What is expected
Each line in these records that contains "headline" counts once. Give the number only.

[Stored items]
• • • • • • •
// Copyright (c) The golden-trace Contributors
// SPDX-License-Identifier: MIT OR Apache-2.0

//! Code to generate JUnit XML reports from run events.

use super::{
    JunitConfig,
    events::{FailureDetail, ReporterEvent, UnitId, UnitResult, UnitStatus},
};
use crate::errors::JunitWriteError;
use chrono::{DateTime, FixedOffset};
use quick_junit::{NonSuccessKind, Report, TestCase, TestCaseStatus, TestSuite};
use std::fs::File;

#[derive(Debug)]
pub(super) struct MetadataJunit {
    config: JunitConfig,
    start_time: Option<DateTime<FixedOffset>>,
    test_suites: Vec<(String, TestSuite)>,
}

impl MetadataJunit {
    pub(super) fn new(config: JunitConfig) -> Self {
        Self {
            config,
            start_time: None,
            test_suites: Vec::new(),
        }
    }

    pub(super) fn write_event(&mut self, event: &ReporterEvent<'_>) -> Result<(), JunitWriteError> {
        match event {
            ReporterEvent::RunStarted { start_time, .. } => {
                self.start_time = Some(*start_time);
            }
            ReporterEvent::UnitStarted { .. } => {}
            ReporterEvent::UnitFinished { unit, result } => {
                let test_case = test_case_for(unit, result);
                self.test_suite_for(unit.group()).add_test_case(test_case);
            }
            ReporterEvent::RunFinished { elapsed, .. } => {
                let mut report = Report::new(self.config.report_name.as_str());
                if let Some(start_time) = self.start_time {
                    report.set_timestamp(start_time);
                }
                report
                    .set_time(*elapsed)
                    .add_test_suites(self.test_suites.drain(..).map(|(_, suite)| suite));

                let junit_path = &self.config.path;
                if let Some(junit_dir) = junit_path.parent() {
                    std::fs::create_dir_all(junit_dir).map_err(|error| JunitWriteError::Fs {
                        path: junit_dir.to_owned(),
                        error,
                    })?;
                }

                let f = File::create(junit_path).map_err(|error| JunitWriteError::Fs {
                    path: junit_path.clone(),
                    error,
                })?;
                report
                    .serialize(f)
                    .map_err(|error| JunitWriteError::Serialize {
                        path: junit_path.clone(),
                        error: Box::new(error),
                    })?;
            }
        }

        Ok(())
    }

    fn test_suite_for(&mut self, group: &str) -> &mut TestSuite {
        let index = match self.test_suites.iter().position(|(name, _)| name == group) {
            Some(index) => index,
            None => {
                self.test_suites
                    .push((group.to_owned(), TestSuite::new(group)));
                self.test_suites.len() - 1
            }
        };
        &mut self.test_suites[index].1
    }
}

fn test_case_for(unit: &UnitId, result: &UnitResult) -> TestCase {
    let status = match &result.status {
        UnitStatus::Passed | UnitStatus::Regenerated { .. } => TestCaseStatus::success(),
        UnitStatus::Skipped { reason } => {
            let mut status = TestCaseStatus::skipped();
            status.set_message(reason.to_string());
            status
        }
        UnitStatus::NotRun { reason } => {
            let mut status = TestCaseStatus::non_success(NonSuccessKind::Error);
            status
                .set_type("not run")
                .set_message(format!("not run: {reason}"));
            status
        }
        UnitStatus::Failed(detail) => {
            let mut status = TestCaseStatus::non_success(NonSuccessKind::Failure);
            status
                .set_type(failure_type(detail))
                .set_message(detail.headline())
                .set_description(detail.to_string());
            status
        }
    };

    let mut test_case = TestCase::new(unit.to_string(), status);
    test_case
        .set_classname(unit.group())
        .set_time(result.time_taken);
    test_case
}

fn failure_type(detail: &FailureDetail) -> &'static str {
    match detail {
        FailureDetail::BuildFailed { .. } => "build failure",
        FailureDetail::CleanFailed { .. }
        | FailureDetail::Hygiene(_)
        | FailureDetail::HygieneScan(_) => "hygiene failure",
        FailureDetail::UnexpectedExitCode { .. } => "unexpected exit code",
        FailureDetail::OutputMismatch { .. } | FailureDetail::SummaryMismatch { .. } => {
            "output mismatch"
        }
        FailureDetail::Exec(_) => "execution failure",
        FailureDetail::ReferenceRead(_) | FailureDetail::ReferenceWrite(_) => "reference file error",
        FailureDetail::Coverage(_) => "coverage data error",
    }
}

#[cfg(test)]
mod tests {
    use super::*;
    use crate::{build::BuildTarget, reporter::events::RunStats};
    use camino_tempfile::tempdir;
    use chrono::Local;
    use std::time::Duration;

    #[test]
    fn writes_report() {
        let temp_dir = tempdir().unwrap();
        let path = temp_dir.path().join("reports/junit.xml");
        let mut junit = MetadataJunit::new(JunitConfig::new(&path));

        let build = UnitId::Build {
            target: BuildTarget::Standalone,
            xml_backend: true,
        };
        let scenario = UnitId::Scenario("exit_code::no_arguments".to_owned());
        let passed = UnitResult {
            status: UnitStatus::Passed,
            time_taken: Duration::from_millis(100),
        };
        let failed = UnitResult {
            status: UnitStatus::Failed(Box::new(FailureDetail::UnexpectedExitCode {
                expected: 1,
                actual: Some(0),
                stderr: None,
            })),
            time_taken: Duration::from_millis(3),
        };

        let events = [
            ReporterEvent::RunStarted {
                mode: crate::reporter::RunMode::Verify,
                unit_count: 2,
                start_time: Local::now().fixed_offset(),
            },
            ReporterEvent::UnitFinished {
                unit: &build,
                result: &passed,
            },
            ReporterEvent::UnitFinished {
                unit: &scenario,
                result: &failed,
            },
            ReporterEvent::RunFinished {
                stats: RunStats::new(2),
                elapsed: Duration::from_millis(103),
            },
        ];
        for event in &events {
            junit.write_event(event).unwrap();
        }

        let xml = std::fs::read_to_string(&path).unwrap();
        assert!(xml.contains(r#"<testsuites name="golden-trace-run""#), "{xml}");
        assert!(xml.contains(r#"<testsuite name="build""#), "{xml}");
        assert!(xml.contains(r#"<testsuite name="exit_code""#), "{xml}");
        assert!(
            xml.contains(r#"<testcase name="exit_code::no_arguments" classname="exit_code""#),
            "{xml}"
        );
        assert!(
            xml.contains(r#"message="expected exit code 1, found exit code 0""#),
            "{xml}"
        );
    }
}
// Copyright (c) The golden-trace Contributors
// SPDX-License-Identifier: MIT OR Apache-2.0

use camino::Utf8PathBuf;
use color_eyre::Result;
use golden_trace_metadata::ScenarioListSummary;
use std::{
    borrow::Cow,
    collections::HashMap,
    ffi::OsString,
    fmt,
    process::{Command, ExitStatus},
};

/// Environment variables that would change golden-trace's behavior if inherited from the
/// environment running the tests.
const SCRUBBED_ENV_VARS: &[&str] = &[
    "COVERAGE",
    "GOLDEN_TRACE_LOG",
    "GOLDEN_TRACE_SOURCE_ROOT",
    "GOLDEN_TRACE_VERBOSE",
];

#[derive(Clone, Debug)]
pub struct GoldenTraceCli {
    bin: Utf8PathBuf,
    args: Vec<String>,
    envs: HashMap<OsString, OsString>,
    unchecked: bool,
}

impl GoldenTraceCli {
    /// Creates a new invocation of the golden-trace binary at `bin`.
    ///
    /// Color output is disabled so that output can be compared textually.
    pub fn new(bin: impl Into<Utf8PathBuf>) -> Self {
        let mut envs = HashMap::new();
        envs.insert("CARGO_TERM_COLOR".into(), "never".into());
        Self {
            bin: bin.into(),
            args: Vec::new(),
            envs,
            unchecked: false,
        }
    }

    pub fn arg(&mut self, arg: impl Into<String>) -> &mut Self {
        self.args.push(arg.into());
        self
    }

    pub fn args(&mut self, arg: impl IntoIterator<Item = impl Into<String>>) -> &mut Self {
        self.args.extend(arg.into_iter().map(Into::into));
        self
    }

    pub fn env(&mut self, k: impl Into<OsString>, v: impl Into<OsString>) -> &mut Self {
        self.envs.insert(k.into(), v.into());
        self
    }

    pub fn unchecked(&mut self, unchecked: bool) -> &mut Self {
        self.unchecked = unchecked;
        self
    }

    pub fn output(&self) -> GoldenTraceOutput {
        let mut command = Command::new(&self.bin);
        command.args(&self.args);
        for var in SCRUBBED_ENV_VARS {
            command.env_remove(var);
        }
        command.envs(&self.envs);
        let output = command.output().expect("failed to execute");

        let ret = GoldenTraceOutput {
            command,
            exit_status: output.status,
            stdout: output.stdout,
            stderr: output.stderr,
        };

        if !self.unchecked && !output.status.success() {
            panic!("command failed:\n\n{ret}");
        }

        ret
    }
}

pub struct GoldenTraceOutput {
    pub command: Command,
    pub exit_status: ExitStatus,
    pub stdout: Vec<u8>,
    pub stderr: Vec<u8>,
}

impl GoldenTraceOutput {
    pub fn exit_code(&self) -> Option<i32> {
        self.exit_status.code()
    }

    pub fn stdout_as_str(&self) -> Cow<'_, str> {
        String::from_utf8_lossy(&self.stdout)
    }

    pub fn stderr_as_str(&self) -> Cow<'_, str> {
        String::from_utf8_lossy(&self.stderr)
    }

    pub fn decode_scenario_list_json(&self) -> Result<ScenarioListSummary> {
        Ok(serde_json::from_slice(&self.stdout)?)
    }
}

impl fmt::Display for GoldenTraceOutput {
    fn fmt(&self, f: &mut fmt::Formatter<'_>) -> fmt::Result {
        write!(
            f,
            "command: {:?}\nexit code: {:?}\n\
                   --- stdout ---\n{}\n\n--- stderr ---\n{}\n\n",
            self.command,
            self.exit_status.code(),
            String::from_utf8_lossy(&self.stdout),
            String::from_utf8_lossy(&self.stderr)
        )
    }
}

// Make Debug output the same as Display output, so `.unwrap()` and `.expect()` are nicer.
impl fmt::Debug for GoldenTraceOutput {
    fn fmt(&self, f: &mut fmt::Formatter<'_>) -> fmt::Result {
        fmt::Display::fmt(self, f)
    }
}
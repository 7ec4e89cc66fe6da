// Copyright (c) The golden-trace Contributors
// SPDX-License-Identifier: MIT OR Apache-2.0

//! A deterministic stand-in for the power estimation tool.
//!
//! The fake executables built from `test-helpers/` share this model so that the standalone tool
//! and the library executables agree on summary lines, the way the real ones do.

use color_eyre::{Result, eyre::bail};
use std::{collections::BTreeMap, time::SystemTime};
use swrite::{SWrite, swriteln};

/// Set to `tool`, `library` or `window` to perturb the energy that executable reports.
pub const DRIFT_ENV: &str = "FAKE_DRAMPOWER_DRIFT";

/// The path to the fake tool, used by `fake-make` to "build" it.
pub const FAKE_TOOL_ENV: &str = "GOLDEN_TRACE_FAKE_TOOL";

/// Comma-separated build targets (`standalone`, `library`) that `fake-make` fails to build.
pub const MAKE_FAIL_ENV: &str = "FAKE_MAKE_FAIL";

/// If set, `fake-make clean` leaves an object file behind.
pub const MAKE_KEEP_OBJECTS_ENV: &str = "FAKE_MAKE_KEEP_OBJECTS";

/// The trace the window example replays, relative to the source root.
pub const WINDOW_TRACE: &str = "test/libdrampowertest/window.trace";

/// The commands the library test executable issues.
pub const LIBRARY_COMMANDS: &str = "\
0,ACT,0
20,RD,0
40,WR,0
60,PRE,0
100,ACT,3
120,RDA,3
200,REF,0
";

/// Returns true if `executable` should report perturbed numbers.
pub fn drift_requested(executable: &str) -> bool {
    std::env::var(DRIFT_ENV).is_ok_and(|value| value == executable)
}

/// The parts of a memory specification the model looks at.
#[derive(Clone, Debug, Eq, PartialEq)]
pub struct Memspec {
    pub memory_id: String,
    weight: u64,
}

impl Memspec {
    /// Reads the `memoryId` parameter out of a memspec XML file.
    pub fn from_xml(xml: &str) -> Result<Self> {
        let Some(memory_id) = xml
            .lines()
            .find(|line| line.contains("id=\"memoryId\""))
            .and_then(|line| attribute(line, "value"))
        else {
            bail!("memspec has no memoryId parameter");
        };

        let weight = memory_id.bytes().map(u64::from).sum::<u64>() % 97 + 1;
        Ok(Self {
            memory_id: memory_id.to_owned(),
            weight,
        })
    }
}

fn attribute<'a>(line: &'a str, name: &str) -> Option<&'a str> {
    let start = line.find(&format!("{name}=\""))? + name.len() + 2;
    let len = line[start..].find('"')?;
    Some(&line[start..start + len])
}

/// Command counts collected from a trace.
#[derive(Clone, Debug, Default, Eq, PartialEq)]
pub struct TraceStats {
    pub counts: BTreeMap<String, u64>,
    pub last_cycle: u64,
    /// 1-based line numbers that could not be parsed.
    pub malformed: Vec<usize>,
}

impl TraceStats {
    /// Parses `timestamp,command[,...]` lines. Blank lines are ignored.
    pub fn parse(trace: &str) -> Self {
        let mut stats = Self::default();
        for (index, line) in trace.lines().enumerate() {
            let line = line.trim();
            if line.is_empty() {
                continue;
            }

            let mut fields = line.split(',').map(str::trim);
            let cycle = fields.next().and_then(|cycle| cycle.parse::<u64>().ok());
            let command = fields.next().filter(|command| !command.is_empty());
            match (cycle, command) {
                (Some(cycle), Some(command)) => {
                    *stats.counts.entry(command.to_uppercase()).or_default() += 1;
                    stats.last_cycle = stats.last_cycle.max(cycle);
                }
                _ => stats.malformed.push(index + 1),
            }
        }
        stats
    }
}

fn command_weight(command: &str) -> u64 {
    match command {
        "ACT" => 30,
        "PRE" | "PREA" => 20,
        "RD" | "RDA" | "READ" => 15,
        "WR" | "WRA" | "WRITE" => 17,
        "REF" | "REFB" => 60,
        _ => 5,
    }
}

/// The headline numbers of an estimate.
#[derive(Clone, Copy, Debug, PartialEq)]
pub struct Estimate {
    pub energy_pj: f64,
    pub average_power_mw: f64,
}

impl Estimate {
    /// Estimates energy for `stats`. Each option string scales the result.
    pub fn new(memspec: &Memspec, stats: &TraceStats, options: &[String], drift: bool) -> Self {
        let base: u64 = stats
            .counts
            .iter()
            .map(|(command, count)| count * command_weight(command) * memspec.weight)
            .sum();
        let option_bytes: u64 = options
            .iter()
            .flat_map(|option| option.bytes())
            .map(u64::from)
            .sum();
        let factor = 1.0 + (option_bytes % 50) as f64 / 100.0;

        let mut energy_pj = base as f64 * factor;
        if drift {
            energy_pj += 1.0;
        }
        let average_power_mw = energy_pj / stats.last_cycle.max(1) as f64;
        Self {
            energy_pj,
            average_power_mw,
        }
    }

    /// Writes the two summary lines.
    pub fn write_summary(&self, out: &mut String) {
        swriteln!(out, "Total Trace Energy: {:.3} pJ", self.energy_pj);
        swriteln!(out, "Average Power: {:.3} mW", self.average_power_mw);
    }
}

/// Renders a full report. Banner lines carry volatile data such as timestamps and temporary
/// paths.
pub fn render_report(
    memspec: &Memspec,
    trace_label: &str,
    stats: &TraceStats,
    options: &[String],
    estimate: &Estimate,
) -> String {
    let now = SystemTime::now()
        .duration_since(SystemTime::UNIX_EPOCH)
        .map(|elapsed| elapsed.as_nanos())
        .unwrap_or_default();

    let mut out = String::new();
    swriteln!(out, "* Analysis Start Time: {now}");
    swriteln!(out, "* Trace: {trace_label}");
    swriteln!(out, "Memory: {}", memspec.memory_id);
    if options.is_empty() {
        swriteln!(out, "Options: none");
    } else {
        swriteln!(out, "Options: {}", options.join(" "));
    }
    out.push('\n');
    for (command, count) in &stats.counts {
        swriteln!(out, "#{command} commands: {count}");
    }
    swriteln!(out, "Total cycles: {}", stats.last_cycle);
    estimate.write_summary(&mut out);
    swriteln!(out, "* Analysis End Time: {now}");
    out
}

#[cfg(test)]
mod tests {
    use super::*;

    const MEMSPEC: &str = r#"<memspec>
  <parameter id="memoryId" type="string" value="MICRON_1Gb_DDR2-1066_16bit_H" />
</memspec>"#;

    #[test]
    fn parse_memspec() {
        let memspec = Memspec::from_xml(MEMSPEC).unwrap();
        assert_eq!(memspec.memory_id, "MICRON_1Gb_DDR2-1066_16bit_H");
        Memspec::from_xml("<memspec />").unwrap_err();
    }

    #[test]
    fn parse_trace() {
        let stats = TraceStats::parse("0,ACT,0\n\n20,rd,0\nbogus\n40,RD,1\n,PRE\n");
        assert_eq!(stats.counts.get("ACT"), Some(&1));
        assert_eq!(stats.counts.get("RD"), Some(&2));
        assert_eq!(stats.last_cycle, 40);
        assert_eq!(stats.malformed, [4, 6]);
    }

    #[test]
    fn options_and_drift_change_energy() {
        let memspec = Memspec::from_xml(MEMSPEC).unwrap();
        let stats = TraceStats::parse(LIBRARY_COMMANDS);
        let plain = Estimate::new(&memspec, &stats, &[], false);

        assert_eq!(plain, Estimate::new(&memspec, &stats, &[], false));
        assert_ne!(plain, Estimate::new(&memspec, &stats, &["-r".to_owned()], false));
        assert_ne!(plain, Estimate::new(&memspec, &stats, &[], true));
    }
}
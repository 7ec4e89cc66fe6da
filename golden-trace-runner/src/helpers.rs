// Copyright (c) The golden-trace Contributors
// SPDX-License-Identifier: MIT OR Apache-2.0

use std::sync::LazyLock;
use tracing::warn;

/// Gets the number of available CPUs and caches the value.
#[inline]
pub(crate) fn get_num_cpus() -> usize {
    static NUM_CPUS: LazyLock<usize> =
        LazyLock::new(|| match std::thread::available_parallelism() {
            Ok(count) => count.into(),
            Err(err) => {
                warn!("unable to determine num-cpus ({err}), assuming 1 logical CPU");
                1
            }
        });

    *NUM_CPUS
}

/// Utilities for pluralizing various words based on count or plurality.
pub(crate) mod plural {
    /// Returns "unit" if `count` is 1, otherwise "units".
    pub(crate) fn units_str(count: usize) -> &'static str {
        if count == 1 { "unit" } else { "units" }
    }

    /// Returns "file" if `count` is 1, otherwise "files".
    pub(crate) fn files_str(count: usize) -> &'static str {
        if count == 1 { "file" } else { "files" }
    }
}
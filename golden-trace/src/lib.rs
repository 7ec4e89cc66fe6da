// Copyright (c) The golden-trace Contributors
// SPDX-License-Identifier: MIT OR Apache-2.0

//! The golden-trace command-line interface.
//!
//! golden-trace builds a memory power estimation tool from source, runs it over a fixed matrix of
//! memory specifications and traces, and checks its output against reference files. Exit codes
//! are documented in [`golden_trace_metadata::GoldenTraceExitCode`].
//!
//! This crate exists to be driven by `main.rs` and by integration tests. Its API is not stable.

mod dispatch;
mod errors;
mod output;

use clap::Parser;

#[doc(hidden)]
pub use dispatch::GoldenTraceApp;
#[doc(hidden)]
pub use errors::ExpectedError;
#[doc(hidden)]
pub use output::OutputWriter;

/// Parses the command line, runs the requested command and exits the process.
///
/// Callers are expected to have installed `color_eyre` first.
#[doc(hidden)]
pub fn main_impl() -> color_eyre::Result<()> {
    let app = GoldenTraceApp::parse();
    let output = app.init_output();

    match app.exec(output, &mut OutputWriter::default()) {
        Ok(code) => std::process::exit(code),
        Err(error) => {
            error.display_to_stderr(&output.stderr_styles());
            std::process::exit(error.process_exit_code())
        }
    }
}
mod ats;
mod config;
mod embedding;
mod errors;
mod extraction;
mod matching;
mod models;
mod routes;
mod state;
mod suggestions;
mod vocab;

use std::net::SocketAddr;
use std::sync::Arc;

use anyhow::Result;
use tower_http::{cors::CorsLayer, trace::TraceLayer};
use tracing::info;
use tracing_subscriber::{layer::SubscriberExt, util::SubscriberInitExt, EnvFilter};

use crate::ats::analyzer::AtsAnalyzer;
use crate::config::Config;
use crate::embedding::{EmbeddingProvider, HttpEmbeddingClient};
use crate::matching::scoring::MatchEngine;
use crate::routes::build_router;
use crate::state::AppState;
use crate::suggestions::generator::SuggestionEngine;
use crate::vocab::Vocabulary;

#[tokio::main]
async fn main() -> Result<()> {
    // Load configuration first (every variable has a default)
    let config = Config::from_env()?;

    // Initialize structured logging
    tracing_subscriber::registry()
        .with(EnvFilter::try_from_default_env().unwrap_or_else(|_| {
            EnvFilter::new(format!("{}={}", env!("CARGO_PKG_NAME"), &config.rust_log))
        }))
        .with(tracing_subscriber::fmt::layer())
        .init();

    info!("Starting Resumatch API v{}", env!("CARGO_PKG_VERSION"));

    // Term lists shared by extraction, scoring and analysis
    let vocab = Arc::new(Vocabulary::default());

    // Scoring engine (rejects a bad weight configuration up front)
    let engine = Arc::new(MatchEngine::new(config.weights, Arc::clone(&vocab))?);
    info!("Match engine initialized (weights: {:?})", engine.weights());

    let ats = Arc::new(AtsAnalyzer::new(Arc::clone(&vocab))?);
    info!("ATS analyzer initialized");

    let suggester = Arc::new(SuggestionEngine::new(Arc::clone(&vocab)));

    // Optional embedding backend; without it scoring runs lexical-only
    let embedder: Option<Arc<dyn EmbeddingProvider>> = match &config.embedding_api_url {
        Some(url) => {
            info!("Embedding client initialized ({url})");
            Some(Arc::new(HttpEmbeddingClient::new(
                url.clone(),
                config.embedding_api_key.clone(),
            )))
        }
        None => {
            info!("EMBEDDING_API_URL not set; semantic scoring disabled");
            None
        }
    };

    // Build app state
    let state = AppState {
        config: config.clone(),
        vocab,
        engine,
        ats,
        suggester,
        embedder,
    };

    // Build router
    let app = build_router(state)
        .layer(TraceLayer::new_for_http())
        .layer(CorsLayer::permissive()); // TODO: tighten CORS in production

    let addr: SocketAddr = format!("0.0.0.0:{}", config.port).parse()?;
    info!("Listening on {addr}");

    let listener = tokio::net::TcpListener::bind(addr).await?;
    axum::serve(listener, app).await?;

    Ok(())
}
• • • • • • •
Written answer
2